Horas después, Tomás regresaba a casa. Pero ya no era el mismo. De los otros tres detenidos, nunca se supo.Y es inevitable pensarlo: si Tomás no hubiese tenido un hermano sacerdote, con la autoridad moral que la Iglesia mantenía en aquellos años, quizá estaríamos hablando de otra cosa. El peso del régimen era aplastante, y sin esa figura intercesora lo más probable es que su nombre se hubiera borrado en el silencio, como el de tantos. Es la paradoja amarga de la época: la Iglesia, pilar del franquismo, también podía ser —en casos contados— el único escudo para salvar una vida.
 
El peso del miedo heredado
 
Con el tiempo, Tomás formó familia, trabajó, crió hijos. El miedo quedó enterrado… pero nunca del todo. En democracia, fue con uno de sus hijos a votar. Al salir del colegio electoral, se le llenaron los ojos de lágrimas.
 
-Por fin podemos votar libres –susurró.
 
El hijo, sin entender, le preguntó por qué lloraba. Y entonces, por primera vez en cuarenta años, Tomás lo contó todo: la detención, la noche de aquel “no”. Decirlo abrió una herida, sí, pero también permitió que empezara a cerrar.
 
El testimonio llegó al autor después de leer un artículo sobre los hermanos Artiles Viera, represaliados en Telde. Fue entonces cuando uno de los hijos de Tomás decidió hablar, rompiendo el silencio que había pesado sobre su familia durante décadas.
 
La lección de un “no”
 
La historia de Tomás no le pertenece solo a él. Es también de todos los que callaron, de los que heredaron el miedo. Porque un “no” podía destrozarte la vida, pero a veces un gesto humano bastaba para salvarla. Hoy, con la Ley de Memoria Democrática intentando rescatar estas voces, su historia nos recuerda algo: la libertad no se pierde de golpe, se desgasta en pequeñas renuncias. Y también se defiende en lo pequeño, incluso en un susurro dicho en la barra de un bar.
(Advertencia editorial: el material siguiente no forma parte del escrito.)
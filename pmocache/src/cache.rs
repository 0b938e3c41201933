//! Cache local des pistes audio
//!
//! Le cache ne conserve que les quelques fichiers utiles à la lecture en
//! cours : la piste courante et les suivantes. Les pistes déjà jouées sont
//! supprimées dès qu'elles sortent de la fenêtre.
//!
//! ## Concurrence
//!
//! - Deux appels concurrents à [`TrackCache::ensure`] pour le même id ne
//!   déclenchent qu'un seul téléchargement.
//! - La suppression s'appuie sur la sémantique `unlink` POSIX : un lecteur
//!   qui a déjà ouvert le fichier continue de lire l'inode détaché.

use crate::blob::BlobStore;
use crate::download::{download_with_retry, RetryPolicy};
use crate::error::Result;
use std::collections::{HashMap, HashSet};
use std::io;
use std::path::{Path, PathBuf};
use std::sync::{Arc, Mutex};
use tokio::sync::Mutex as AsyncMutex;
use tokio::task::JoinHandle;
use tracing::{debug, info, warn};

/// Pistes nécessaires à un instant donné
#[derive(Debug, Clone, Default, PartialEq, Eq)]
pub struct CachePlan {
    /// Piste en cours de lecture, requise immédiatement
    pub current: String,
    /// Pistes à précharger en arrière-plan, dans l'ordre de lecture
    pub upcoming: Vec<String>,
    /// Piste précédente, à supprimer
    pub previous: Option<String>,
}

impl CachePlan {
    /// Ids à conserver sur disque
    pub fn keep(&self) -> HashSet<String> {
        std::iter::once(self.current.clone())
            .chain(self.upcoming.iter().cloned())
            .collect()
    }
}

/// Cache disque des fichiers audio, alimenté par un [`BlobStore`]
pub struct TrackCache {
    dir: PathBuf,
    extension: String,
    store: Arc<dyn BlobStore>,
    policy: RetryPolicy,
    inflight: Mutex<HashMap<String, Arc<AsyncMutex<()>>>>,
}

impl std::fmt::Debug for TrackCache {
    fn fmt(&self, f: &mut std::fmt::Formatter<'_>) -> std::fmt::Result {
        f.debug_struct("TrackCache")
            .field("dir", &self.dir)
            .field("extension", &self.extension)
            .field("policy", &self.policy)
            .finish()
    }
}

impl TrackCache {
    /// Crée le cache dans `dir` (créé s'il n'existe pas)
    pub fn new(
        dir: impl Into<PathBuf>,
        store: Arc<dyn BlobStore>,
        policy: RetryPolicy,
    ) -> Result<Self> {
        let dir = dir.into();
        std::fs::create_dir_all(&dir)?;
        Ok(Self {
            dir,
            extension: "mp3".to_string(),
            store,
            policy,
            inflight: Mutex::new(HashMap::new()),
        })
    }

    pub fn with_extension(mut self, extension: impl Into<String>) -> Self {
        self.extension = extension.into().trim_start_matches('.').to_string();
        self
    }

    pub fn dir(&self) -> &Path {
        &self.dir
    }

    pub fn store(&self) -> &Arc<dyn BlobStore> {
        &self.store
    }

    /// Chemin local d'une piste (qu'elle soit présente ou non)
    pub fn path_for(&self, id: &str) -> PathBuf {
        self.dir.join(format!("{}.{}", id, self.extension))
    }

    pub async fn is_cached(&self, id: &str) -> bool {
        tokio::fs::try_exists(self.path_for(id))
            .await
            .unwrap_or(false)
    }

    fn check_id(id: &str) -> Result<()> {
        if id.is_empty() || id.contains(['/', '\\']) || id.starts_with('.') {
            return Err(io::Error::new(
                io::ErrorKind::InvalidInput,
                format!("invalid track id: {:?}", id),
            )
            .into());
        }
        Ok(())
    }

    fn lock_for(&self, id: &str) -> Arc<AsyncMutex<()>> {
        let mut inflight = self.inflight.lock().unwrap_or_else(|p| p.into_inner());
        inflight
            .entry(id.to_string())
            .or_insert_with(|| Arc::new(AsyncMutex::new(())))
            .clone()
    }

    fn release(&self, id: &str, lock: &Arc<AsyncMutex<()>>) {
        let mut inflight = self.inflight.lock().unwrap_or_else(|p| p.into_inner());
        // La map et l'appelant : plus personne n'attend ce verrou
        if Arc::strong_count(lock) <= 2 {
            inflight.remove(id);
        }
    }

    /// Garantit la présence locale d'une piste et retourne son chemin
    ///
    /// Un fichier déjà présent n'est jamais retéléchargé. Les échecs
    /// transitoires sont réessayés selon la [`RetryPolicy`] du cache.
    pub async fn ensure(&self, id: &str) -> Result<PathBuf> {
        Self::check_id(id)?;
        let path = self.path_for(id);
        if self.is_cached(id).await {
            return Ok(path);
        }

        let lock = self.lock_for(id);
        let result = {
            let _guard = lock.lock().await;
            if self.is_cached(id).await {
                debug!(id, "Track downloaded by a concurrent caller");
                Ok(path.clone())
            } else {
                info!(id, "Cache miss, downloading track");
                download_with_retry(self.store.as_ref(), id, &path, self.policy)
                    .await
                    .map(|_| path.clone())
            }
        };
        self.release(id, &lock);
        result
    }

    /// Lance le téléchargement d'une piste en arrière-plan
    ///
    /// Retourne `None` si la piste est déjà en cache.
    pub async fn prefetch(self: &Arc<Self>, id: &str) -> Option<JoinHandle<()>> {
        if self.is_cached(id).await {
            return None;
        }
        let cache = Arc::clone(self);
        let id = id.to_string();
        Some(tokio::spawn(async move {
            if let Err(e) = cache.ensure(&id).await {
                warn!(id = %id, "Prefetch failed: {}", e);
            }
        }))
    }

    /// Supprime une piste du cache
    ///
    /// Retourne `true` si un fichier a été supprimé. Une erreur de
    /// suppression est journalisée et n'interrompt rien.
    pub async fn evict(&self, id: &str) -> bool {
        if Self::check_id(id).is_err() {
            return false;
        }
        match tokio::fs::remove_file(self.path_for(id)).await {
            Ok(()) => {
                debug!(id, "Evicted track");
                true
            }
            Err(e) if e.kind() == io::ErrorKind::NotFound => false,
            Err(e) => {
                warn!(id, "Failed to evict track: {}", e);
                false
            }
        }
    }

    /// Ids des pistes complètement téléchargées
    pub async fn cached_ids(&self) -> Result<Vec<String>> {
        let suffix = format!(".{}", self.extension);
        let mut ids = Vec::new();
        let mut entries = tokio::fs::read_dir(&self.dir).await?;
        while let Some(entry) = entries.next_entry().await? {
            let name = entry.file_name();
            let Some(name) = name.to_str() else { continue };
            if let Some(id) = name.strip_suffix(&suffix) {
                ids.push(id.to_string());
            }
        }
        ids.sort();
        Ok(ids)
    }

    /// Supprime toutes les pistes absentes de `keep`
    ///
    /// Les fichiers `.part` sont laissés aux téléchargements en cours.
    pub async fn retain(&self, keep: &HashSet<String>) -> Result<usize> {
        let mut removed = 0;
        for id in self.cached_ids().await? {
            if !keep.contains(&id) && self.evict(&id).await {
                removed += 1;
            }
        }
        Ok(removed)
    }

    /// Vide entièrement le répertoire du cache (fichiers partiels compris)
    pub async fn clear(&self) -> Result<usize> {
        let mut removed = 0;
        let mut entries = tokio::fs::read_dir(&self.dir).await?;
        while let Some(entry) = entries.next_entry().await? {
            if !entry.file_type().await?.is_file() {
                continue;
            }
            match tokio::fs::remove_file(entry.path()).await {
                Ok(()) => removed += 1,
                Err(e) => warn!(path = %entry.path().display(), "Failed to remove: {}", e),
            }
        }
        info!(dir = %self.dir.display(), removed, "Cache cleared");
        Ok(removed)
    }

    /// Applique un plan : piste courante, préchargement, éviction
    ///
    /// Dans l'ordre :
    /// 1. `ensure` sur la piste courante (attendu) ;
    /// 2. `prefetch` des pistes à venir (en tâche de fond) ;
    /// 3. éviction de la piste précédente si elle ne fait plus partie du plan ;
    /// 4. `retain` sur le plan, qui borne le cache à `1 + upcoming.len()` fichiers.
    ///
    /// # Arguments
    ///
    /// * `plan` - Fenêtre de pistes calculée par le programmateur
    ///
    /// # Returns
    ///
    /// Le chemin de la piste courante. Le préchargement et l'éviction ont
    /// lieu même si la piste courante est indisponible ; l'erreur de
    /// `ensure` est alors retournée.
    pub async fn apply(self: &Arc<Self>, plan: &CachePlan) -> Result<PathBuf> {
        let current = self.ensure(&plan.current).await;

        for id in &plan.upcoming {
            if id != &plan.current {
                self.prefetch(id).await;
            }
        }

        let keep = plan.keep();
        if let Some(previous) = &plan.previous {
            if !keep.contains(previous) {
                self.evict(previous).await;
            }
        }
        if let Err(e) = self.retain(&keep).await {
            warn!("Failed to scan cache directory: {}", e);
        }

        current
    }
}

#[cfg(test)]
mod tests {
    use super::*;
    use crate::error::Error;
    use async_trait::async_trait;
    use bytes::Bytes;
    use std::sync::atomic::{AtomicUsize, Ordering};

    /// Blob store en mémoire qui compte les téléchargements
    struct CountingStore {
        fetches: AtomicUsize,
    }

    #[async_trait]
    impl BlobStore for CountingStore {
        async fn fetch(&self, id: &str, dest: &Path) -> Result<u64> {
            self.fetches.fetch_add(1, Ordering::SeqCst);
            tokio::time::sleep(std::time::Duration::from_millis(20)).await;
            if id == "missing" {
                return Err(Error::NotFound(id.to_string()));
            }
            tokio::fs::write(dest, id.as_bytes()).await?;
            Ok(id.len() as u64)
        }

        async fn put(&self, _id: &str, _data: Bytes, _class: &str) -> Result<()> {
            Ok(())
        }

        async fn exists(&self, _id: &str) -> Result<bool> {
            Ok(true)
        }
    }

    fn cache(dir: &Path) -> (Arc<TrackCache>, Arc<CountingStore>) {
        let store = Arc::new(CountingStore {
            fetches: AtomicUsize::new(0),
        });
        let cache = TrackCache::new(dir, store.clone(), RetryPolicy::default()).unwrap();
        (Arc::new(cache), store)
    }

    #[tokio::test]
    async fn test_concurrent_ensure_single_download() {
        let tmp = tempfile::tempdir().unwrap();
        let (cache, store) = cache(tmp.path());

        let (a, b) = tokio::join!(cache.ensure("abc"), cache.ensure("abc"));
        assert_eq!(a.unwrap(), b.unwrap());
        assert_eq!(store.fetches.load(Ordering::SeqCst), 1);
        assert!(cache.inflight.lock().unwrap().is_empty());
    }

    #[tokio::test]
    async fn test_missing_track_is_not_retried() {
        let tmp = tempfile::tempdir().unwrap();
        let (cache, store) = cache(tmp.path());

        let err = cache.ensure("missing").await.unwrap_err();
        assert!(matches!(err, Error::NotFound(_)));
        assert_eq!(store.fetches.load(Ordering::SeqCst), 1);
        assert!(!tmp.path().join("missing.mp3.part").exists());
    }

    #[tokio::test]
    async fn test_invalid_id_rejected() {
        let tmp = tempfile::tempdir().unwrap();
        let (cache, store) = cache(tmp.path());

        assert!(cache.ensure("../etc/passwd").await.is_err());
        assert_eq!(store.fetches.load(Ordering::SeqCst), 0);
    }

    #[tokio::test]
    async fn test_apply_keeps_window_only() {
        let tmp = tempfile::tempdir().unwrap();
        let (cache, _) = cache(tmp.path());
        for id in ["old1", "old2"] {
            std::fs::write(cache.path_for(id), b"x").unwrap();
        }

        let plan = CachePlan {
            current: "cur".into(),
            upcoming: vec!["next".into()],
            previous: Some("old1".into()),
        };
        let path = cache.apply(&plan).await.unwrap();
        assert_eq!(path, cache.path_for("cur"));

        // Laisser le préchargement se terminer
        cache.ensure("next").await.unwrap();
        assert_eq!(cache.cached_ids().await.unwrap(), vec!["cur", "next"]);
    }

    #[tokio::test]
    async fn test_prefetch_skips_cached_tracks() {
        let tmp = tempfile::tempdir().unwrap();
        let (cache, store) = cache(tmp.path());
        std::fs::write(cache.path_for("here"), b"x").unwrap();

        assert!(cache.prefetch("here").await.is_none());
        assert_eq!(store.fetches.load(Ordering::SeqCst), 0);

        let handle = cache.prefetch("there").await.expect("download not started");
        handle.await.unwrap();
        assert!(cache.is_cached("there").await);
        assert_eq!(store.fetches.load(Ordering::SeqCst), 1);
    }

    #[tokio::test]
    async fn test_clear_removes_partials() {
        let tmp = tempfile::tempdir().unwrap();
        let (cache, _) = cache(tmp.path());
        std::fs::write(cache.path_for("a"), b"x").unwrap();
        std::fs::write(tmp.path().join("b.mp3.part"), b"x").unwrap();

        assert_eq!(cache.clear().await.unwrap(), 2);
        assert!(cache.cached_ids().await.unwrap().is_empty());
    }
}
Porque el silencio protege al verdugo, pero la palabra rescata a la víctima. Y cada vez que contamos historias como la de Tomás, la oscuridad retrocede un poco.
 
Si en tu familia hay silencios, si hay un abuelo del que no se habla, quizá sea el momento de preguntar, de escuchar, de contar. La memoria, dicha en voz alta, tiene un poder sanador.
 
Este relato nace del testimonio confiado por uno de los hijos de Tomás Suárez, que, tras años de silencio, decidió compartirlo. Los nombres han sido modificados para preservar la intimidad de quienes aparecen. La reconstrucción se enmarca en una investigación sobre la represión franquista en Canarias. Escuchar estas voces, tantas veces silenciadas, y devolverles su lugar en la historia no es solo memoria, es también reparación. Porque detrás de cada silencio heredado suele esconderse una verdad que merece ser contada.